» Work instruction: What is needed is an exact copy of all the entries below.

» Data extract:
BEGIN
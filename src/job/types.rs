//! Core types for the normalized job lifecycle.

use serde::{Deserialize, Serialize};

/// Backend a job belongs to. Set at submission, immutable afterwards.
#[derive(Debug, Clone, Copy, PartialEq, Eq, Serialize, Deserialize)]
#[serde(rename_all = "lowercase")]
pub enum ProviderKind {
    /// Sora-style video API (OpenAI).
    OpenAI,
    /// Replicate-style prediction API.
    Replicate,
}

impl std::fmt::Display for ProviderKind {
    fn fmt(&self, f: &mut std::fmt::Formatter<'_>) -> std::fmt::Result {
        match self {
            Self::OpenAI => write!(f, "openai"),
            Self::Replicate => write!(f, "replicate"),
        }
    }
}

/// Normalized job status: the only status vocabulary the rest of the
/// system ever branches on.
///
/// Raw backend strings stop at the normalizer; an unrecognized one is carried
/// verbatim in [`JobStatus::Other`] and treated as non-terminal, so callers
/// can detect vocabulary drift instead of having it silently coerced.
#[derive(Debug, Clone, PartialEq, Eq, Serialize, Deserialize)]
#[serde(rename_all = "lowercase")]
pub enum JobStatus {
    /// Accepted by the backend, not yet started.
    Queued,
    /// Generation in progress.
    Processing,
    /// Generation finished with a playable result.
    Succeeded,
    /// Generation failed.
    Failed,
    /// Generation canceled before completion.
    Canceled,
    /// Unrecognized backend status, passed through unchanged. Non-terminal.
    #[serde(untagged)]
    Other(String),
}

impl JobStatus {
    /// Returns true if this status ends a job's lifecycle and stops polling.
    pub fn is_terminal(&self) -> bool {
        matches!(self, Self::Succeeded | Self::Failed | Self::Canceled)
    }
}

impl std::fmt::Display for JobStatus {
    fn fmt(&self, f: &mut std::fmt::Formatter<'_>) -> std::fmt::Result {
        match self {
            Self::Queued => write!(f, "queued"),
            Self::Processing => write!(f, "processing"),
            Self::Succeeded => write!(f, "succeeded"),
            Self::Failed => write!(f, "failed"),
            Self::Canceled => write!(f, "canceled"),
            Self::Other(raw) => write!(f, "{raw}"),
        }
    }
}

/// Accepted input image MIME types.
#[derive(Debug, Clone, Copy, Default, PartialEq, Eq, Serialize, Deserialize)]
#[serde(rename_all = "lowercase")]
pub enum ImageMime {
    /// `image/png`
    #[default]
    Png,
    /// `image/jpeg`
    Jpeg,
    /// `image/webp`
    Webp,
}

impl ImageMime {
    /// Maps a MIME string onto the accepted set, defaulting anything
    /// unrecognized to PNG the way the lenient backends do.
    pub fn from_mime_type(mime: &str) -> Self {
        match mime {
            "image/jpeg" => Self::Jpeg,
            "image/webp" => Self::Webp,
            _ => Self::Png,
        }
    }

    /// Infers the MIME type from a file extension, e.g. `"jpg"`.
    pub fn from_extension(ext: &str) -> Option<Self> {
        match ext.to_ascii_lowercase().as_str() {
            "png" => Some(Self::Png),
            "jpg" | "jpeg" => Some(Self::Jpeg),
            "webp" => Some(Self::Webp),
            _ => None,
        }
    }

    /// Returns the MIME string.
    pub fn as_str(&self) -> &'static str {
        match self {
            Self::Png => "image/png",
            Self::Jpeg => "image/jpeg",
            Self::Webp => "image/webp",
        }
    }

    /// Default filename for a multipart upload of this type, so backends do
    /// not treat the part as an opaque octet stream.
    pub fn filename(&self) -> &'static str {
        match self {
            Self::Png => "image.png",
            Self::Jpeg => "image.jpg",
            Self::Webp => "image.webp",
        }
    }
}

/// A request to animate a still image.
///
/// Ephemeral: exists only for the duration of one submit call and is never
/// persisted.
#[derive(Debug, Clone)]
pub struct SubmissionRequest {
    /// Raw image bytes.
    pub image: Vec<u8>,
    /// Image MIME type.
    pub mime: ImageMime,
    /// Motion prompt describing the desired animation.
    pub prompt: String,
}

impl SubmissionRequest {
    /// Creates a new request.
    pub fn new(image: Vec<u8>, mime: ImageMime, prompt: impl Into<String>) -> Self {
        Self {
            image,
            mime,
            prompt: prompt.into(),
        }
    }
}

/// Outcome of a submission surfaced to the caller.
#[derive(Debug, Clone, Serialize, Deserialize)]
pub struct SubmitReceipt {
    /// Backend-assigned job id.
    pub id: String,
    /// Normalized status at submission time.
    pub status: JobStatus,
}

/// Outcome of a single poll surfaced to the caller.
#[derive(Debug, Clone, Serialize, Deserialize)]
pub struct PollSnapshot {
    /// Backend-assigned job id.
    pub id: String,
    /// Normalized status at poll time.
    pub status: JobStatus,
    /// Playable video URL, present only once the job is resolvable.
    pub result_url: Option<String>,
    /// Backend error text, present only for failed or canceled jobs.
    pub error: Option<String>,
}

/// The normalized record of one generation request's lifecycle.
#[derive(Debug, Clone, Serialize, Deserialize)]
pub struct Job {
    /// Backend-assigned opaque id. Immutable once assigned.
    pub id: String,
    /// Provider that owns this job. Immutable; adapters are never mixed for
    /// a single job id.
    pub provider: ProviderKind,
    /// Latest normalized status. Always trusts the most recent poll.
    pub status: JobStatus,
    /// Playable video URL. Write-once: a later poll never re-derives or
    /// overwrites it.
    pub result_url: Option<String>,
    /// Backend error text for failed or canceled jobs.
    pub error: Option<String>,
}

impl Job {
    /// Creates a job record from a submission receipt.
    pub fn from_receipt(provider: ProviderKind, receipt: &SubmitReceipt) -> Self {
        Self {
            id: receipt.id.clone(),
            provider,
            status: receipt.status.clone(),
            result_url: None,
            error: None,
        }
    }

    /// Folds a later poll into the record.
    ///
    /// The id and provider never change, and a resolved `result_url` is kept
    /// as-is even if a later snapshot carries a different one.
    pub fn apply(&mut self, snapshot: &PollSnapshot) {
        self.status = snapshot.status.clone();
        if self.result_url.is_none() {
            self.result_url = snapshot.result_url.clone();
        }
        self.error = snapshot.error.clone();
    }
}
END
» Completed task:
filename src/job/types.rs
//! Core types for the normalized job lifecycle.

use serde::{Deserialize, Serialize};

/// Backend a job belongs to. Set at submission, immutable afterwards.
#[derive(Debug, Clone, Copy, PartialEq, Eq, Serialize, Deserialize)]
#[serde(rename_all = "lowercase")]
pub enum ProviderKind {
    /// Sora-style video API (OpenAI).
    OpenAI,
    /// Replicate-style prediction API.
    Replicate,
}

impl std::fmt::Display for ProviderKind {
    fn fmt(&self, f: &mut std::fmt::Formatter<'_>) -> std::fmt::Result {
        match self {
            Self::OpenAI => write!(f, "openai"),
            Self::Replicate => write!(f, "replicate"),
        }
    }
}

/// Normalized job status: the only status vocabulary the rest of the
/// system ever branches on.
///
/// Raw backend strings stop at the normalizer; an unrecognized one is carried
/// verbatim in [`JobStatus::Other`] and treated as non-terminal, so callers
/// can detect vocabulary drift instead of having it silently coerced.
#[derive(Debug, Clone, PartialEq, Eq, Serialize, Deserialize)]
#[serde(rename_all = "lowercase")]
pub enum JobStatus {
    /// Accepted by the backend, not yet started.
    Queued,
    /// Generation in progress.
    Processing,
    /// Generation finished with a playable result.
    Succeeded,
    /// Generation failed.
    Failed,
    /// Generation canceled before completion.
    Canceled,
    /// Unrecognized backend status, passed through unchanged. Non-terminal.
    #[serde(untagged)]
    Other(String),
}

impl JobStatus {
    /// Returns true if this status ends a job's lifecycle and stops polling.
    pub fn is_terminal(&self) -> bool {
        matches!(self, Self::Succeeded | Self::Failed | Self::Canceled)
    }
}

impl std::fmt::Display for JobStatus {
    fn fmt(&self, f: &mut std::fmt::Formatter<'_>) -> std::fmt::Result {
        match self {
            Self::Queued => write!(f, "queued"),
            Self::Processing => write!(f, "processing"),
            Self::Succeeded => write!(f, "succeeded"),
            Self::Failed => write!(f, "failed"),
            Self::Canceled => write!(f, "canceled"),
            Self::Other(raw) => write!(f, "{raw}"),
        }
    }
}

/// Accepted input image MIME types.
#[derive(Debug, Clone, Copy, Default, PartialEq, Eq, Serialize, Deserialize)]
#[serde(rename_all = "lowercase")]
pub enum ImageMime {
    /// `image/png`
    #[default]
    Png,
    /// `image/jpeg`
    Jpeg,
    /// `image/webp`
    Webp,
}

impl ImageMime {
    /// Maps a MIME string onto the accepted set, defaulting anything
    /// unrecognized to PNG the way the lenient backends do.
    pub fn from_mime_type(mime: &str) -> Self {
        match mime {
            "image/jpeg" => Self::Jpeg,
            "image/webp" => Self::Webp,
            _ => Self::Png,
        }
    }

    /// Infers the MIME type from a file extension, e.g. `"jpg"`.
    pub fn from_extension(ext: &str) -> Option<Self> {
        match ext.to_ascii_lowercase().as_str() {
            "png" => Some(Self::Png),
            "jpg" | "jpeg" => Some(Self::Jpeg),
            "webp" => Some(Self::Webp),
            _ => None,
        }
    }

    /// Returns the MIME string.
    pub fn as_str(&self) -> &'static str {
        match self {
            Self::Png => "image/png",
            Self::Jpeg => "image/jpeg",
            Self::Webp => "image/webp",
        }
    }

    /// Default filename for a multipart upload of this type, so backends do
    /// not treat the part as an opaque octet stream.
    pub fn filename(&self) -> &'static str {
        match self {
            Self::Png => "image.png",
            Self::Jpeg => "image.jpg",
            Self::Webp => "image.webp",
        }
    }
}

/// A request to animate a still image.
///
/// Ephemeral: exists only for the duration of one submit call and is never
/// persisted.
#[derive(Debug, Clone)]
pub struct SubmissionRequest {
    /// Raw image bytes.
    pub image: Vec<u8>,
    /// Image MIME type.
    pub mime: ImageMime,
    /// Motion prompt describing the desired animation.
    pub prompt: String,
}

impl SubmissionRequest {
    /// Creates a new request.
    pub fn new(image: Vec<u8>, mime: ImageMime, prompt: impl Into<String>) -> Self {
        Self {
            image,
            mime,
            prompt: prompt.into(),
        }
    }
}

/// Outcome of a submission surfaced to the caller.
#[derive(Debug, Clone, Serialize, Deserialize)]
pub struct SubmitReceipt {
    /// Backend-assigned job id.
    pub id: String,
    /// Normalized status at submission time.
    pub status: JobStatus,
}

/// Outcome of a single poll surfaced to the caller.
#[derive(Debug, Clone, Serialize, Deserialize)]
pub struct PollSnapshot {
    /// Backend-assigned job id.
    pub id: String,
    /// Normalized status at poll time.
    pub status: JobStatus,
    /// Playable video URL, present only once the job is resolvable.
    pub result_url: Option<String>,
    /// Backend error text, present only for failed or canceled jobs.
    pub error: Option<String>,
}

/// The normalized record of one generation request's lifecycle.
#[derive(Debug, Clone, Serialize, Deserialize)]
pub struct Job {
    /// Backend-assigned opaque id. Immutable once assigned.
    pub id: String,
    /// Provider that owns this job. Immutable; adapters are never mixed for
    /// a single job id.
    pub provider: ProviderKind,
    /// Latest normalized status. Always trusts the most recent poll.
    pub status: JobStatus,
    /// Playable video URL. Write-once: a later poll never re-derives or
    /// overwrites it.
    pub result_url: Option<String>,
    /// Backend error text for failed or canceled jobs.
    pub error: Option<String>,
}

impl Job {
    /// Creates a job record from a submission receipt.
    pub fn from_receipt(provider: ProviderKind, receipt: &SubmitReceipt) -> Self {
        Self {
            id: receipt.id.clone(),
            provider,
            status: receipt.status.clone(),
            result_url: None,
            error: None,
        }
    }

    /// Folds a later poll into the record.
    ///
    /// The id and provider never change, and a resolved `result_url` is kept
    /// as-is even if a later snapshot carries a different one.
    pub fn apply(&mut self, snapshot: &PollSnapshot) {
        self.status = snapshot.status.clone();
        if self.result_url.is_none() {
            self.result_url = snapshot.result_url.clone();
        }
        self.error = snapshot.error.clone();
    }
}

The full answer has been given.